CenterPoint Energy is using a new tiered pricing structure that rewards people who are conserving with a lower price per unit of natural gas. My Sunday story, which is now out from behind the paywall, has a lot of readers burning up. Many are worried that their bills will skyrocket because their house is drafty or because they have health problems that require warmer room temperatures. Others dislike the policy because they dislike the social engineering elements. Keep your hands off my furnace, they say, especially with natural gas prices low and new technology making it easier to extract.
The program is a three-year pilot, and the Public Utilities Commission will still record public comments that come in for all to see. You can file your own comments to be added to the public docket. That's actually how I found Linda, the unemployed woman I featured in the story.
So how can you reduce your heating bills, whether you are subject to this new pricing, or receive your natural gas from another company?

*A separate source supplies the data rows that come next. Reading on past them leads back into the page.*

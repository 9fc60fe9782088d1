pub mod document_loader;

pub use document_loader::{document_id, load_all_documents, load_raw_document};
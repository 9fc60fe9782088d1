use anyhow::{Context, Result};
/// 日志工具模块
///
/// 提供日志初始化、格式化和输出的辅助函数
use std::fs;
use tracing::info;
use tracing_subscriber::{fmt, prelude::*, EnvFilter};

use crate::orchestrator::BatchStats;

/// 初始化 tracing
///
/// `RUST_LOG` 优先；否则按 `verbose` 选择 info 或 debug。重复调用不会报错。
pub fn init(verbose: bool) {
    let default_level = if verbose { "debug" } else { "info" };
    let filter =
        EnvFilter::try_from_default_env().unwrap_or_else(|_| EnvFilter::new(default_level));

    let _ = tracing_subscriber::registry()
        .with(filter)
        .with(fmt::layer().with_target(false))
        .try_init();
}

/// 初始化日志文件
///
/// # 参数
/// - `log_file_path`: 日志文件路径
pub fn init_log_file(log_file_path: &str) -> Result<()> {
    let log_header = format!(
        "{}\n文档结构化日志 - {}\n{}\n\n",
        "=".repeat(60),
        chrono::Local::now().format("%Y-%m-%d %H:%M:%S"),
        "=".repeat(60)
    );
    fs::write(log_file_path, log_header)
        .with_context(|| format!("无法创建日志文件: {}", log_file_path))?;
    Ok(())
}

/// 记录程序启动信息
pub fn log_startup(max_concurrent: usize, input_folder: &str) {
    info!("{}", "=".repeat(60));
    info!("🚀 程序启动 - 文档结构化批处理模式");
    info!("📁 输入目录: {}", input_folder);
    info!("📊 最大并发数: {}", max_concurrent);
    info!("{}", "=".repeat(60));
}

/// 记录文档加载信息
pub fn log_documents_selected(selected: usize, total: usize, skipped: usize) {
    info!("✓ 找到 {} 个文档，选中 {} 个", total, selected);
    if skipped > 0 {
        info!("⏭️ 其中 {} 个已有输出，跳过（使用 --force 重新处理）", skipped);
    }
}

/// 打印最终统计信息
///
/// # 参数
/// - `stats`: 批处理统计
/// - `log_file_path`: 日志文件路径
pub fn print_final_stats(stats: &BatchStats, log_file_path: &str) {
    info!("\n{}", "=".repeat(60));
    info!("📊 全部处理完成统计");
    info!(
        "完成时间: {}",
        chrono::Local::now().format("%Y-%m-%d %H:%M:%S")
    );
    info!("{}", "=".repeat(60));
    info!("✅ 成功: {}/{}", stats.succeeded, stats.total);
    info!("❌ 失败: {}", stats.failed);
    info!("⏭️ 跳过: {}", stats.skipped);
    if stats.not_run > 0 {
        info!("⏹️ 未执行: {}", stats.not_run);
    }
    info!("{}", "=".repeat(60));
    info!("\n日志已保存至: {}", log_file_path);
}

/// 截断长文本用于日志显示
///
/// # 参数
/// - `text`: 原始文本
/// - `max_len`: 最大长度
///
/// # 返回
/// 返回截断后的文本
pub fn truncate_text(text: &str, max_len: usize) -> String {
    if text.chars().count() > max_len {
        text.chars().take(max_len).collect::<String>() + "..."
    } else {
        text.to_string()
    }
}
use std::fmt;

use serde::{Deserialize, Serialize};

/// 抽取策略
///
/// 先尝试两种整卷策略，都失败后才进入原子分解。
#[derive(Debug, Clone, Copy, PartialEq, Eq, Hash, Serialize, Deserialize)]
pub enum ExtractionStrategy {
    /// 整卷快速抽取
    WholeDocumentFast,
    /// 整卷精确抽取（更慢）
    WholeDocumentAccurate,
    /// 只抽取背景叙述（纯文本）
    AtomicBackground,
    /// 只抽取图表列表
    AtomicDiagrams,
    /// 只抽取小题标签列表
    AtomicLabelDiscovery,
    /// 抽取单个小题
    AtomicSubQuestion,
}

impl ExtractionStrategy {
    /// 整卷策略的尝试顺序
    pub const WHOLE_DOCUMENT: [ExtractionStrategy; 2] = [
        ExtractionStrategy::WholeDocumentFast,
        ExtractionStrategy::WholeDocumentAccurate,
    ];

    pub fn as_str(self) -> &'static str {
        match self {
            ExtractionStrategy::WholeDocumentFast => "whole-document-fast",
            ExtractionStrategy::WholeDocumentAccurate => "whole-document-accurate",
            ExtractionStrategy::AtomicBackground => "atomic-background",
            ExtractionStrategy::AtomicDiagrams => "atomic-diagrams",
            ExtractionStrategy::AtomicLabelDiscovery => "atomic-label-discovery",
            ExtractionStrategy::AtomicSubQuestion => "atomic-sub-question",
        }
    }
}

impl fmt::Display for ExtractionStrategy {
    fn fmt(&self, f: &mut fmt::Formatter<'_>) -> fmt::Result {
        f.write_str(self.as_str())
    }
}
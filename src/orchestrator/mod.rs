//! 编排层（Orchestration Layer）
//!
//! ## 职责
//!
//! 本层负责批量处理和流程调度，是整个系统的"指挥中心"。
//!
//! ## 模块划分
//!
//! ### `batch_processor` - 批量文档处理器
//! - 加载并筛选原始文档（Vec<RawDocument>）
//! - 控制并发数量（Semaphore）
//! - 执行失败策略（继续 / 停止启动新文档）
//! - 输出全局统计信息
//!
//! ### `document_processor` - 单个文档处理器
//! - 分层抽取 → 合并 → 校验 → 分配分值 → 写结果
//! - 失败时写诊断文件
//!
//! ## 层次关系
//!
//! ```text
//! batch_processor (处理 Vec<RawDocument>)
//!     ↓
//! document_processor (处理单个 RawDocument)
//!     ↓
//! workflow::ExtractionFlow (分层抽取)
//!     ↓
//! services (能力层：extractor / decoder / merger / allocator / writer)
//!     ↓
//! repair + models (基础能力：结构修复、数据模型、校验)
//! ```

pub mod batch_processor;
pub mod document_processor;

// 重新导出主要类型
pub use batch_processor::{select_documents, App, BatchOptions, BatchStats};
pub use document_processor::{finalize, DocumentProcessor, DocumentReport};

The coolest site I found, with just loads of energy saving tips bundled in user friendly categories like "Free and Easy," or "Biggest Bang for your Buck," is the Minnesota Energy Challenge site, run by the Center for Energy and the Environment.

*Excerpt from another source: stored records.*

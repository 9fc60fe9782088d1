pub mod extractor;
pub mod fragment_merger;
pub mod llm_service;
pub mod output_writer;
pub mod point_allocator;
pub mod prompts;
pub mod rate_limit;
pub mod response_decoder;

pub use extractor::{ExtractionBackend, ExtractionRequest, MockBackend};
pub use fragment_merger::merge;
pub use llm_service::LlmExtractor;
pub use output_writer::OutputWriter;
pub use point_allocator::{allocate, allocate_in_place};
pub use rate_limit::{CallPacer, RateLimitPolicy};
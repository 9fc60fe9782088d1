//! 片段合并 - 业务能力层
//!
//! 原子分解会为同一道题产出多个不完整的片段，这里按题号把它们合并成一条记录：
//! - 第一个片段作为基础
//! - 背景文本追加（空行分隔），不覆盖
//! - 图表按 id 去重，先出现的保留
//! - 小题按出现顺序拼接
//! - theme / description 只在基础记录缺失时补上
//!
//! 对已经合并过的结果再次合并不会有任何变化。

use std::collections::HashMap;

use tracing::warn;

use crate::models::{Context, StructuredQuestion};

/// 背景段落之间的分隔
const BACKGROUND_SEPARATOR: &str = "\n\n";

/// 按题号合并片段，分组顺序与题号首次出现的顺序一致
pub fn merge(fragments: Vec<StructuredQuestion>) -> Vec<StructuredQuestion> {
    let mut merged: Vec<StructuredQuestion> = Vec::new();
    let mut positions: HashMap<i64, usize> = HashMap::new();

    for fragment in fragments {
        let existing = positions.get(&fragment.question_number).copied();
        match existing {
            Some(idx) => merge_into(&mut merged[idx], fragment),
            None => {
                positions.insert(fragment.question_number, merged.len());
                merged.push(fragment);
            }
        }
    }

    merged
}

/// 把一个片段并入基础记录
fn merge_into(base: &mut StructuredQuestion, fragment: StructuredQuestion) {
    if base.theme.trim().is_empty() && !fragment.theme.trim().is_empty() {
        base.theme = fragment.theme;
    }
    if base.description.is_none() {
        base.description = fragment.description;
    }

    if let Some(incoming) = fragment.context {
        let number = base.question_number;
        let ctx = base.context.get_or_insert_with(Context::default);
        merge_context(ctx, incoming, number);
    }

    base.sub_questions.extend(fragment.sub_questions);
}

fn merge_context(base: &mut Context, incoming: Context, number: i64) {
    if base.title.trim().is_empty() {
        base.title = incoming.title;
    }

    let background = incoming.background.trim();
    if !background.is_empty() {
        if base.background.trim().is_empty() {
            base.background = background.to_string();
        } else {
            base.background.push_str(BACKGROUND_SEPARATOR);
            base.background.push_str(background);
        }
    }

    for diagram in incoming.diagrams {
        let existing = base.diagrams.iter().position(|d| d.id == diagram.id);
        match existing {
            Some(idx) if base.diagrams[idx].content != diagram.content => {
                warn!(
                    "题目 {} 的图表 {} 重复且内容不同，保留先出现的版本",
                    number, diagram.id
                );
            }
            Some(_) => {}
            None => base.diagrams.push(diagram),
        }
    }
}
pub mod document_ctx;
pub mod extraction_flow;

pub use document_ctx::DocumentCtx;
pub use extraction_flow::{ExtractionFlow, ExtractionTier, FlowOutcome};
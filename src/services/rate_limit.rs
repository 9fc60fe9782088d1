//! 限流与调用节奏
//!
//! 上游抽取服务有频率限制：同一份文档的调用串行发出，相邻两次调用之间至少间隔
//! `inter_call_delay`；遇到限流信号按指数退避重试，重试不计入修复或抽取预算。

use std::future::Future;
use std::time::Duration;

use governor::{DefaultDirectRateLimiter, Quota, RateLimiter};
use tokio::time::sleep;
use tracing::warn;

use crate::config::Config;
use crate::error::ExtractionError;

/// 限流重试策略
#[derive(Debug, Clone, Copy, PartialEq, Eq)]
pub struct RateLimitPolicy {
    /// 第一次重试前的等待
    pub base_delay: Duration,
    /// 单次等待上限
    pub max_delay: Duration,
    /// 最多重试次数
    pub max_retries: usize,
}

impl Default for RateLimitPolicy {
    fn default() -> Self {
        Self {
            base_delay: Duration::from_secs(15),
            max_delay: Duration::from_secs(60),
            max_retries: 3,
        }
    }
}

impl RateLimitPolicy {
    pub fn from_config(config: &Config) -> Self {
        Self {
            base_delay: Duration::from_secs(config.rate_limit_base_delay_secs),
            max_delay: Duration::from_secs(config.rate_limit_max_delay_secs),
            max_retries: config.rate_limit_max_retries,
        }
    }

    /// 不等待的策略，测试用
    pub fn immediate(max_retries: usize) -> Self {
        Self {
            base_delay: Duration::ZERO,
            max_delay: Duration::ZERO,
            max_retries,
        }
    }

    /// 第 `attempt` 次重试（从 1 开始）前的等待
    pub fn delay_for_attempt(&self, attempt: usize) -> Duration {
        let exponent = attempt.saturating_sub(1).min(16) as u32;
        let delay = self.base_delay.saturating_mul(1u32 << exponent);
        delay.min(self.max_delay)
    }

    /// 服务端给了 retry-after 时取两者较大值，仍受上限约束
    pub fn delay_with_hint(&self, attempt: usize, retry_after: Option<Duration>) -> Duration {
        let computed = self.delay_for_attempt(attempt);
        match retry_after {
            Some(hint) => hint.max(computed).min(self.max_delay),
            None => computed,
        }
    }

    /// 执行一次调用，限流时退避重试
    ///
    /// 重试用尽后把限流错误转换为 `Fatal`，由调用方按普通失败处理。
    pub async fn call<F, Fut, T>(&self, mut call: F) -> Result<T, ExtractionError>
    where
        F: FnMut() -> Fut,
        Fut: Future<Output = Result<T, ExtractionError>>,
    {
        let mut attempt = 0;
        loop {
            match call().await {
                Ok(value) => return Ok(value),
                Err(ExtractionError::Retryable {
                    strategy,
                    message,
                    retry_after,
                }) => {
                    if attempt >= self.max_retries {
                        return Err(ExtractionError::fatal(
                            strategy,
                            format!("限流重试 {} 次后仍失败: {}", attempt, message),
                        ));
                    }
                    attempt += 1;
                    let delay = self.delay_with_hint(attempt, retry_after);
                    warn!(
                        "[{}] ⏳ 触发限流，{} 秒后第 {} 次重试",
                        strategy,
                        delay.as_secs(),
                        attempt
                    );
                    sleep(delay).await;
                }
                Err(other) => return Err(other),
            }
        }
    }
}

/// 控制同一文档相邻调用之间的最小间隔
///
/// 每份文档一个实例，配额为每 `interval` 一次调用、突发 1 次；间隔为 0 时不限速。
pub struct CallPacer {
    limiter: Option<DefaultDirectRateLimiter>,
}

impl CallPacer {
    pub fn new(interval: Duration) -> Self {
        Self {
            limiter: Quota::with_period(interval).map(RateLimiter::direct),
        }
    }

    /// 等到可以发出下一次调用
    pub async fn wait(&self) {
        if let Some(limiter) = &self.limiter {
            limiter.until_ready().await;
        }
    }
}

#[cfg(test)]
mod tests {
    use super::*;
    use crate::models::ExtractionStrategy;
    use std::sync::atomic::{AtomicUsize, Ordering};
    use std::time::Instant;

    const STRATEGY: ExtractionStrategy = ExtractionStrategy::WholeDocumentFast;

    #[test]
    fn test_exponential_backoff_is_capped() {
        let policy = RateLimitPolicy::default();
        assert_eq!(policy.delay_for_attempt(1), Duration::from_secs(15));
        assert_eq!(policy.delay_for_attempt(2), Duration::from_secs(30));
        assert_eq!(policy.delay_for_attempt(3), Duration::from_secs(60));
        assert_eq!(policy.delay_for_attempt(10), Duration::from_secs(60));
    }

    #[test]
    fn test_retry_after_hint() {
        let policy = RateLimitPolicy::default();
        assert_eq!(
            policy.delay_with_hint(1, Some(Duration::from_secs(40))),
            Duration::from_secs(40)
        );
        assert_eq!(
            policy.delay_with_hint(1, Some(Duration::from_secs(600))),
            Duration::from_secs(60)
        );
    }

    #[test]
    fn test_retries_until_success() {
        let calls = AtomicUsize::new(0);
        let policy = RateLimitPolicy::immediate(3);

        let result = tokio_test::block_on(policy.call(|| {
            let n = calls.fetch_add(1, Ordering::SeqCst);
            async move {
                if n < 2 {
                    Err(ExtractionError::retryable(STRATEGY, "429"))
                } else {
                    Ok("done")
                }
            }
        }));

        assert_eq!(result.unwrap(), "done");
        assert_eq!(calls.load(Ordering::SeqCst), 3);
    }

    #[test]
    fn test_exhausted_retries_become_fatal() {
        let calls = AtomicUsize::new(0);
        let policy = RateLimitPolicy::immediate(2);

        let result: Result<(), _> = tokio_test::block_on(policy.call(|| {
            calls.fetch_add(1, Ordering::SeqCst);
            async { Err(ExtractionError::retryable(STRATEGY, "429")) }
        }));

        assert!(matches!(result, Err(ExtractionError::Fatal { .. })));
        assert_eq!(calls.load(Ordering::SeqCst), 3);
    }

    #[test]
    fn test_non_retryable_errors_are_not_retried() {
        let calls = AtomicUsize::new(0);
        let policy = RateLimitPolicy::immediate(5);

        let result: Result<(), _> = tokio_test::block_on(policy.call(|| {
            calls.fetch_add(1, Ordering::SeqCst);
            async { Err(ExtractionError::recoverable(STRATEGY, "bad json")) }
        }));

        assert!(matches!(result, Err(ExtractionError::Recoverable { .. })));
        assert_eq!(calls.load(Ordering::SeqCst), 1);
    }

    #[tokio::test]
    async fn test_pacer_first_call_does_not_wait() {
        let pacer = CallPacer::new(Duration::from_secs(3600));
        let started = Instant::now();
        pacer.wait().await;
        assert!(started.elapsed() < Duration::from_secs(1));
    }

    #[tokio::test]
    async fn test_pacer_spaces_consecutive_calls() {
        let pacer = CallPacer::new(Duration::from_millis(200));
        let started = Instant::now();
        pacer.wait().await;
        pacer.wait().await;
        assert!(started.elapsed() >= Duration::from_millis(150));
    }

    #[tokio::test]
    async fn test_zero_interval_never_waits() {
        let pacer = CallPacer::new(Duration::ZERO);
        let started = Instant::now();
        for _ in 0..20 {
            pacer.wait().await;
        }
        assert!(started.elapsed() < Duration::from_secs(1));
    }
}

But energy tips abound. Shortly after my story ran, CenterPoint Energy spokeswoman Becca Virden sent me a photo of some heavy drapes in her house. She says she sews many of them herself to save money and using this tip and many others, she managed to keep her natural gas use to 73 therms on her last bill.

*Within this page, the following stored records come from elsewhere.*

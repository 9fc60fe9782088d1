//! 结构化题目记录
//!
//! 一道大题（`StructuredQuestion`）包含可选的材料（`Context`）和有序的小题列表。
//! 序列化使用 camelCase；反序列化兼容模型常见的 snake_case 写法和字符串形式的数字。

use serde::{Deserialize, Serialize};

#[derive(Debug, Clone, PartialEq, Eq, Serialize, Deserialize)]
#[serde(rename_all = "camelCase")]
pub struct StructuredQuestion {
    /// 文档内的稳定标识
    #[serde(alias = "question_number", alias = "number", deserialize_with = "lenient::integer")]
    pub question_number: i64,
    #[serde(default, deserialize_with = "lenient::string")]
    pub theme: String,
    #[serde(default, skip_serializing_if = "Option::is_none")]
    pub description: Option<String>,
    #[serde(default, skip_serializing_if = "Option::is_none")]
    pub context: Option<Context>,
    #[serde(default, alias = "sub_questions")]
    pub sub_questions: Vec<SubQuestion>,
}

impl StructuredQuestion {
    pub fn new(question_number: i64) -> Self {
        Self {
            question_number,
            theme: String::new(),
            description: None,
            context: None,
            sub_questions: Vec::new(),
        }
    }

    /// 按遍历顺序收集所有叶子小题
    pub fn leaves(&self) -> Vec<&SubQuestion> {
        let mut out = Vec::new();
        for sub in &self.sub_questions {
            sub.collect_leaves(&mut out);
        }
        out
    }

    /// 按遍历顺序收集所有叶子小题（可变）
    pub fn leaves_mut(&mut self) -> Vec<&mut SubQuestion> {
        let mut out = Vec::new();
        for sub in &mut self.sub_questions {
            sub.collect_leaves_mut(&mut out);
        }
        out
    }

    pub fn background(&self) -> Option<&str> {
        self.context.as_ref().map(|c| c.background.as_str())
    }
}

/// 大题材料
#[derive(Debug, Clone, PartialEq, Eq, Default, Serialize, Deserialize)]
#[serde(rename_all = "camelCase")]
pub struct Context {
    #[serde(default, deserialize_with = "lenient::string")]
    pub title: String,
    #[serde(default, deserialize_with = "lenient::string")]
    pub background: String,
    #[serde(default)]
    pub diagrams: Vec<Diagram>,
}

#[derive(Debug, Clone, PartialEq, Eq, Serialize, Deserialize)]
#[serde(rename_all = "camelCase")]
pub struct Diagram {
    /// 在同一个 Context 内唯一
    #[serde(deserialize_with = "lenient::string")]
    pub id: String,
    #[serde(alias = "type", default)]
    pub kind: DiagramKind,
    #[serde(default, deserialize_with = "lenient::string")]
    pub content: String,
    #[serde(default, deserialize_with = "lenient::string")]
    pub label: String,
}

/// 图表类型
#[derive(Debug, Clone, Copy, PartialEq, Eq, Hash, Default, Serialize, Deserialize)]
#[serde(from = "String", into = "String")]
pub enum DiagramKind {
    DiagramMarkup,
    TableMarkup,
    #[default]
    Other,
}

impl DiagramKind {
    pub fn as_str(self) -> &'static str {
        match self {
            DiagramKind::DiagramMarkup => "diagram-markup",
            DiagramKind::TableMarkup => "table-markup",
            DiagramKind::Other => "other",
        }
    }
}

impl From<String> for DiagramKind {
    fn from(value: String) -> Self {
        match value.trim().to_ascii_lowercase().as_str() {
            "diagram-markup" | "diagram" | "mermaid" => DiagramKind::DiagramMarkup,
            "table-markup" | "table" | "markdown-table" => DiagramKind::TableMarkup,
            _ => DiagramKind::Other,
        }
    }
}

impl From<DiagramKind> for String {
    fn from(kind: DiagramKind) -> Self {
        kind.as_str().to_string()
    }
}

/// 小题
///
/// 没有子节点的小题是叶子，分值只分配给叶子。
#[derive(Debug, Clone, PartialEq, Eq, Serialize, Deserialize)]
#[serde(rename_all = "camelCase")]
pub struct SubQuestion {
    #[serde(default, deserialize_with = "lenient::string")]
    pub label: String,
    #[serde(default, deserialize_with = "lenient::string")]
    pub text: String,
    #[serde(
        default,
        skip_serializing_if = "Option::is_none",
        deserialize_with = "lenient::optional_integer"
    )]
    pub point: Option<i64>,
    #[serde(default, skip_serializing_if = "Option::is_none")]
    pub children: Option<Vec<SubQuestion>>,
}

impl SubQuestion {
    pub fn leaf(label: impl Into<String>, text: impl Into<String>) -> Self {
        Self {
            label: label.into(),
            text: text.into(),
            point: None,
            children: None,
        }
    }

    pub fn is_leaf(&self) -> bool {
        self.children.as_ref().map_or(true, |c| c.is_empty())
    }

    fn collect_leaves<'a>(&'a self, out: &mut Vec<&'a SubQuestion>) {
        match &self.children {
            Some(children) if !children.is_empty() => {
                for child in children {
                    child.collect_leaves(out);
                }
            }
            _ => out.push(self),
        }
    }

    fn collect_leaves_mut<'a>(&'a mut self, out: &mut Vec<&'a mut SubQuestion>) {
        if self.is_leaf() {
            out.push(self);
            return;
        }
        if let Some(children) = self.children.as_mut() {
            for child in children {
                child.collect_leaves_mut(out);
            }
        }
    }
}

/// 宽松的反序列化辅助：模型经常把数字写成字符串，或者把字符串写成 null
mod lenient {
    use serde::de::{self, Deserializer, Visitor};
    use std::fmt;

    struct IntegerVisitor;

    impl<'de> Visitor<'de> for IntegerVisitor {
        type Value = i64;

        fn expecting(&self, formatter: &mut fmt::Formatter) -> fmt::Result {
            formatter.write_str("an integer or a numeric string")
        }

        fn visit_i64<E: de::Error>(self, value: i64) -> Result<i64, E> {
            Ok(value)
        }

        fn visit_u64<E: de::Error>(self, value: u64) -> Result<i64, E> {
            i64::try_from(value).map_err(E::custom)
        }

        fn visit_f64<E: de::Error>(self, value: f64) -> Result<i64, E> {
            if value.fract() == 0.0 {
                Ok(value as i64)
            } else {
                Err(E::custom(format!("not an integer: {}", value)))
            }
        }

        fn visit_str<E: de::Error>(self, value: &str) -> Result<i64, E> {
            value
                .trim()
                .parse::<i64>()
                .map_err(|_| E::custom(format!("not an integer: {:?}", value)))
        }
    }

    pub fn integer<'de, D: Deserializer<'de>>(deserializer: D) -> Result<i64, D::Error> {
        deserializer.deserialize_any(IntegerVisitor)
    }

    struct OptionalIntegerVisitor;

    impl<'de> Visitor<'de> for OptionalIntegerVisitor {
        type Value = Option<i64>;

        fn expecting(&self, formatter: &mut fmt::Formatter) -> fmt::Result {
            formatter.write_str("an integer, a numeric string or null")
        }

        fn visit_none<E: de::Error>(self) -> Result<Self::Value, E> {
            Ok(None)
        }

        fn visit_unit<E: de::Error>(self) -> Result<Self::Value, E> {
            Ok(None)
        }

        fn visit_some<D: Deserializer<'de>>(self, d: D) -> Result<Self::Value, D::Error> {
            integer(d).map(Some)
        }

        fn visit_i64<E: de::Error>(self, value: i64) -> Result<Self::Value, E> {
            IntegerVisitor.visit_i64(value).map(Some)
        }

        fn visit_u64<E: de::Error>(self, value: u64) -> Result<Self::Value, E> {
            IntegerVisitor.visit_u64(value).map(Some)
        }

        fn visit_f64<E: de::Error>(self, value: f64) -> Result<Self::Value, E> {
            IntegerVisitor.visit_f64(value).map(Some)
        }

        fn visit_str<E: de::Error>(self, value: &str) -> Result<Self::Value, E> {
            if value.trim().is_empty() {
                return Ok(None);
            }
            IntegerVisitor.visit_str(value).map(Some)
        }
    }

    pub fn optional_integer<'de, D: Deserializer<'de>>(
        deserializer: D,
    ) -> Result<Option<i64>, D::Error> {
        deserializer.deserialize_any(OptionalIntegerVisitor)
    }

    struct StringVisitor;

    impl<'de> Visitor<'de> for StringVisitor {
        type Value = String;

        fn expecting(&self, formatter: &mut fmt::Formatter) -> fmt::Result {
            formatter.write_str("a string, a number or null")
        }

        fn visit_str<E: de::Error>(self, value: &str) -> Result<String, E> {
            Ok(value.to_string())
        }

        fn visit_string<E: de::Error>(self, value: String) -> Result<String, E> {
            Ok(value)
        }

        fn visit_i64<E: de::Error>(self, value: i64) -> Result<String, E> {
            Ok(value.to_string())
        }

        fn visit_u64<E: de::Error>(self, value: u64) -> Result<String, E> {
            Ok(value.to_string())
        }

        fn visit_f64<E: de::Error>(self, value: f64) -> Result<String, E> {
            Ok(value.to_string())
        }

        fn visit_none<E: de::Error>(self) -> Result<String, E> {
            Ok(String::new())
        }

        fn visit_unit<E: de::Error>(self) -> Result<String, E> {
            Ok(String::new())
        }
    }

    pub fn string<'de, D: Deserializer<'de>>(deserializer: D) -> Result<String, D::Error> {
        deserializer.deserialize_any(StringVisitor)
    }
}

pub(crate) use lenient::{integer as lenient_integer, string as lenient_string};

Most gas companies have helpful tips on their website for reducing heating costs.
For example, CenterPoint has a diagram that takes you through the different rooms in the home, making suggestions such as replacing furnace filters, turning down the thermostat when you're not home and placing foil between the wall and radiator to reflect heat. The company also has how-to videos for various do-it-yourself improvements.
Xcel energy has its own tips, plus a free assessment tool for customers to evaluate their own energy use.
Both companies, and a host of nonprofits, offer free or affordable home energy audits.
How do you save on your home heating bills?